::: RAW DATA
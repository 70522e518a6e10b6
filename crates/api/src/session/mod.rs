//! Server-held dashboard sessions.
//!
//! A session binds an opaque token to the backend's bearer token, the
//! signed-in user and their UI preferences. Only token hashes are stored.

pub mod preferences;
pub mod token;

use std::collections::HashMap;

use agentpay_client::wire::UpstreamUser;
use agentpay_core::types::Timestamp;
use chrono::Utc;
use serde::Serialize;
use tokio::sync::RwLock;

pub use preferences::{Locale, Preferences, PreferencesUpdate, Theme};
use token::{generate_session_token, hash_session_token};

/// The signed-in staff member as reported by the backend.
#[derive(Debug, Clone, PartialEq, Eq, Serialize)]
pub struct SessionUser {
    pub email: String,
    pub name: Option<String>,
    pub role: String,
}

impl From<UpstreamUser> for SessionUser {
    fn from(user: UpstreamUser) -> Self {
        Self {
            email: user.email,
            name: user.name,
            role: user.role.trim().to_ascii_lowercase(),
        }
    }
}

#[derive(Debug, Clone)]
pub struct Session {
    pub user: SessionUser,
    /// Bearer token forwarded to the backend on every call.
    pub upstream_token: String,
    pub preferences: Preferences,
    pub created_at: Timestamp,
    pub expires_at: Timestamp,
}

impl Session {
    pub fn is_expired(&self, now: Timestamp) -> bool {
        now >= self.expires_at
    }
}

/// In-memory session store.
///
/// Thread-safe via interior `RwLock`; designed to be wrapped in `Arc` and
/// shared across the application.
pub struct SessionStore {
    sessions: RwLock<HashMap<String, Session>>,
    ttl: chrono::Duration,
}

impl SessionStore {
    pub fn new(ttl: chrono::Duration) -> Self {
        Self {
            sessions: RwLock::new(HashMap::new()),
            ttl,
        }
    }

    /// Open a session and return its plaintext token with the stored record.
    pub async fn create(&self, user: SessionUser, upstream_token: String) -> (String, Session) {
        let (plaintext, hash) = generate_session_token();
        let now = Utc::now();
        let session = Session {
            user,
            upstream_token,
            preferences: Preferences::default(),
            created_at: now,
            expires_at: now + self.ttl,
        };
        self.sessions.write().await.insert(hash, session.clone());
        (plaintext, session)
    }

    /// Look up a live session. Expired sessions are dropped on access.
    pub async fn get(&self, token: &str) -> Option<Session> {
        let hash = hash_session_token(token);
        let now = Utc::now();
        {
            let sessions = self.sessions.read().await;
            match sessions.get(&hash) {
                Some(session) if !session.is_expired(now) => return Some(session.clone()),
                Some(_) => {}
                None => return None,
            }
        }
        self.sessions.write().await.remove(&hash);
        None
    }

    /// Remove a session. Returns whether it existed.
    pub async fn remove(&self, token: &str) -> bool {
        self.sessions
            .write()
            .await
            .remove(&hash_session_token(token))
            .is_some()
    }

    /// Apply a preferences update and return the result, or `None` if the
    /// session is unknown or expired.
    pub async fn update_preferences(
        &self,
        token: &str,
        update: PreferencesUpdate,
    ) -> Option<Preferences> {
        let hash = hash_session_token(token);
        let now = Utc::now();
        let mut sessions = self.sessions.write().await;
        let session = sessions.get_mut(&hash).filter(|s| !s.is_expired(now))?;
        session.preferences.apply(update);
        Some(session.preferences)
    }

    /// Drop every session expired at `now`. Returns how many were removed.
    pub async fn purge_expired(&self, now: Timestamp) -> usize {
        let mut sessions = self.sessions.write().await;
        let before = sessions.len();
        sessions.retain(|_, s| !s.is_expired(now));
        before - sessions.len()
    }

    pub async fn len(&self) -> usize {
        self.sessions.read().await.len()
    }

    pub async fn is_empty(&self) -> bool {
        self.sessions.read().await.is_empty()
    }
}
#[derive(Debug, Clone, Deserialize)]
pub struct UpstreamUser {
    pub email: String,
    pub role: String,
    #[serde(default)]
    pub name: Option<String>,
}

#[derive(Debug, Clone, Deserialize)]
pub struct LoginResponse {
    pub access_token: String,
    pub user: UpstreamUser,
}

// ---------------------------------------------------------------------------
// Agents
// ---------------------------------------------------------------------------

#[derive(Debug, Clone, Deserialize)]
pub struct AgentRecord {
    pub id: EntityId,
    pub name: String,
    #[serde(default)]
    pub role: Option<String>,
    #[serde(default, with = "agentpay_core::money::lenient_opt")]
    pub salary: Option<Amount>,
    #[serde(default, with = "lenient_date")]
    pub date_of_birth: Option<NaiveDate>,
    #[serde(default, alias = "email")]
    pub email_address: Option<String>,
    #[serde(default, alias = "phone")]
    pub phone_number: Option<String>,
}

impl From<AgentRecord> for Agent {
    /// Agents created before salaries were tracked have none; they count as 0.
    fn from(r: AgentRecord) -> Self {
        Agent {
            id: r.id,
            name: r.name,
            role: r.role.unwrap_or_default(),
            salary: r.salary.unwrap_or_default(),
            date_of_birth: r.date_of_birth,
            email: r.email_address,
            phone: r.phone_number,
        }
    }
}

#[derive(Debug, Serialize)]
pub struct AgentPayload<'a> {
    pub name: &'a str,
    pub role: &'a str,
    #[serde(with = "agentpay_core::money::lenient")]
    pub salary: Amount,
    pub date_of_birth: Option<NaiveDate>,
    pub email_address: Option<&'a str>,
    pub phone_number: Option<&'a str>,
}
::::::
» TASK TO CARRY OUT: When the word "impl" shows up in a line of the material, count that line; report only the final number.

» EXERCISE RESULT: 4